In the wake of COVID-19 and cancellations of fringe festivals across the globe, Iceland's RVK Fringe Festival is forging ahead. Providing a platform of live-streaming and in-person performers from all over the world, Icelandic audiences and beyond will gather from July 4th-12th for this exciting event.

Valerie David, writer, performer and producer of the multi-award-winning global hit The Pink Hulk: One Woman's Journey to Find the Superhero Within, interviews three of the performers on their experience with this pandemic and how they are adapting their performances, including The Pink Hulk.

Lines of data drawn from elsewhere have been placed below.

//! Piece catalog - spawns pieces and draws random variants
//!
//! Each of the 8 variants is equally likely. The random source is handed in
//! at construction so a seed reproduces the whole piece sequence.

use crate::piece::Piece;
use crate::tetromino::TetrominoType;
use rand::Rng;
use rand::SeedableRng;
use rand_chacha::ChaCha8Rng;

/// Spawns pieces for a board of a given width
#[derive(Debug, Clone)]
pub struct PieceCatalog<R = ChaCha8Rng> {
    width: i32,
    rng: R,
}

impl PieceCatalog<ChaCha8Rng> {
    /// Create a catalog with a reproducible sequence
    pub fn with_seed(width: usize, seed: u64) -> Self {
        Self::new(width, ChaCha8Rng::seed_from_u64(seed))
    }
}

impl<R: Rng> PieceCatalog<R> {
    pub fn new(width: usize, rng: R) -> Self {
        Self {
            width: width as i32,
            rng,
        }
    }

    /// A piece of the given variant at its spawn cells
    pub fn spawn(&self, piece_type: TetrominoType) -> Piece {
        Piece::new(piece_type, self.width)
    }

    /// Uniform over all 8 variants, `Point` included
    pub fn random_variant(&mut self) -> TetrominoType {
        TetrominoType::from_index(self.rng.gen_range(0..TetrominoType::all().len()))
    }

    /// Spawn a randomly chosen piece
    pub fn draw(&mut self) -> Piece {
        let piece_type = self.random_variant();
        self.spawn(piece_type)
    }
}

#[cfg(test)]
mod tests {
    use super::*;
    use crate::board::Board;
    use std::collections::HashSet;

    #[test]
    fn test_every_spawn_fits_the_board() {
        for (width, height) in [(10, 20), (6, 4), (7, 10), (15, 30)] {
            let board = Board::new(width, height);
            let catalog = PieceCatalog::with_seed(width, 0);
            for kind in TetrominoType::all() {
                let piece = catalog.spawn(kind);
                assert_eq!(piece.cells().len(), 4);
                assert!(
                    board.is_placement_valid(&piece.cells()),
                    "{} does not fit a {}x{} board",
                    kind.name(),
                    width,
                    height
                );
                assert_eq!(piece.rotation_sign(), 1);
            }
        }
    }

    #[test]
    fn test_same_seed_same_sequence() {
        let mut a = PieceCatalog::with_seed(10, 42);
        let mut b = PieceCatalog::with_seed(10, 42);
        for _ in 0..50 {
            assert_eq!(a.random_variant(), b.random_variant());
        }
    }

    #[test]
    fn test_draws_every_variant() {
        let mut catalog = PieceCatalog::with_seed(10, 7);
        let seen: HashSet<_> = (0..400).map(|_| catalog.random_variant()).collect();
        assert_eq!(seen.len(), 8);
    }

    #[test]
    fn test_injected_rng() {
        let rng = rand_chacha::ChaCha8Rng::seed_from_u64(9);
        let mut catalog = PieceCatalog::new(10, rng);
        let piece = catalog.draw();
        assert!(Board::default().is_placement_valid(&piece.cells()));
    }
}
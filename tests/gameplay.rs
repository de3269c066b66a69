//! Gameplay tests through the public API

use rand::rngs::StdRng;
use rand::SeedableRng;
use tetrs_engine::{
    Board, Cell, Command, Game, GameState, KeyMap, Outcome, TetrominoType,
};

/// First seed whose opening piece is `kind`
fn seed_opening_with(kind: TetrominoType) -> u64 {
    (0..10_000)
        .find(|&seed| Game::with_seed(10, 20, seed).current_piece().piece_type == kind)
        .expect("no seed opens with the requested piece")
}

fn drop_until_defeat<R: rand::Rng>(game: &mut Game<R>) -> usize {
    let mut drops = 0;
    loop {
        drops += 1;
        match game.handle_input(Command::HardDrop) {
            Outcome::Defeat => return drops,
            Outcome::Locked { .. } => continue,
            other => panic!("hard drop returned {other:?}"),
        }
    }
}

#[test]
fn test_i_piece_falls_to_bottom_row() {
    let mut game = Game::with_seed(10, 20, seed_opening_with(TetrominoType::I));
    let spawn = game.snapshot().active_cells();
    assert!(spawn.iter().all(|cell| cell.row == 0));

    let outcomes: Vec<Outcome> = (0..20).map(|_| game.tick()).collect();
    assert!(outcomes[..19].iter().all(|o| *o == Outcome::Moved));
    assert!(matches!(outcomes[19], Outcome::Locked { lines_cleared: 0, .. }));

    let snapshot = game.snapshot();
    for cell in spawn {
        assert!(snapshot.occupied(Cell::new(cell.col, 19)));
    }
    let filled: usize = snapshot.grid.iter().flatten().filter(|c| c.is_some()).count();
    assert_eq!(filled, 4);
    assert_eq!(snapshot.score, 0);
    assert_eq!(snapshot.state, GameState::Falling);
}

#[test]
fn test_injected_rng_drives_the_game() {
    let rng = StdRng::seed_from_u64(11);
    let mut game = Game::new(Board::new(10, 20), rng);
    assert_eq!(game.state(), GameState::Falling);

    drop_until_defeat(&mut game);
    assert!(game.is_game_over());
    assert_eq!(game.tick(), Outcome::Ignored);
    assert_eq!(game.handle_input(Command::MoveLeft), Outcome::Ignored);

    game.start();
    assert_eq!(game.state(), GameState::Falling);
    assert_eq!(game.score().pieces, 0);
}

#[test]
fn test_defeat_is_reported_once_per_game() {
    let mut game = Game::with_seed(10, 20, 2024);
    for _ in 0..3 {
        drop_until_defeat(&mut game);
        let frozen = game.snapshot();
        for command in Command::all() {
            assert_eq!(game.handle_input(command), Outcome::Ignored);
        }
        assert_eq!(game.tick(), Outcome::Ignored);
        assert_eq!(game.snapshot(), frozen);
        game.start();
    }
}

#[test]
fn test_seeded_games_replay_identically() {
    let commands = [
        Command::MoveLeft,
        Command::Rotate,
        Command::SoftDrop,
        Command::MoveRight,
        Command::MoveRight,
        Command::HardDrop,
    ];
    let play = |seed| {
        let mut game = Game::with_seed(12, 24, seed);
        for command in commands.iter().cycle().take(300) {
            game.handle_input(*command);
            game.tick();
        }
        serde_json::to_string(&game.snapshot()).unwrap()
    };
    assert_eq!(play(5), play(5));
}

#[test]
fn test_key_script_moves_piece() {
    let mut game = Game::with_seed(10, 20, seed_opening_with(TetrominoType::O));
    let keys = KeyMap::default();
    let before = game.snapshot().active_cells();

    for command in keys.parse_script("left left down").unwrap() {
        assert_eq!(game.handle_input(command), Outcome::Moved);
    }

    let after = game.snapshot().active_cells();
    for (a, b) in before.iter().zip(after.iter()) {
        assert_eq!(b.col, a.col - 2);
        assert_eq!(b.row, a.row + 1);
    }
}

#[test]
fn test_landing_cells_match_hard_drop() {
    let mut game = Game::with_seed(10, 20, 77);
    let ghost = game.landing_cells();
    let kind = game.current_piece().piece_type;
    assert!(matches!(
        game.handle_input(Command::HardDrop),
        Outcome::Locked { .. }
    ));
    for cell in ghost {
        assert_eq!(
            game.board().get(cell),
            Some(tetrs_engine::Block::Filled(kind))
        );
    }
}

Feature: Iceland's Reykjavik Fringe Is Far From Melting Away This Summer: The Show Will Go On! Iceland... what do we imagine when we think of it? When I was a kid, I used to fantasize it was a land full of giant, glistening ice cubes all around, its inhabitants residing in ice houses with sparkling icicles dangling from the roofs, trees and flowers. Ice was on everything - even suspended from natives' noses. And they survived eating Fla-Vor-Ice freezer pops, which was a staple in my diet as a child (and still is) in multicolor flavors like lemon-lime, grape, orange and cherry. In fact, it was their only food source and water from ice cubes was their only liquid source. I always wanted to go there. I was obsessed.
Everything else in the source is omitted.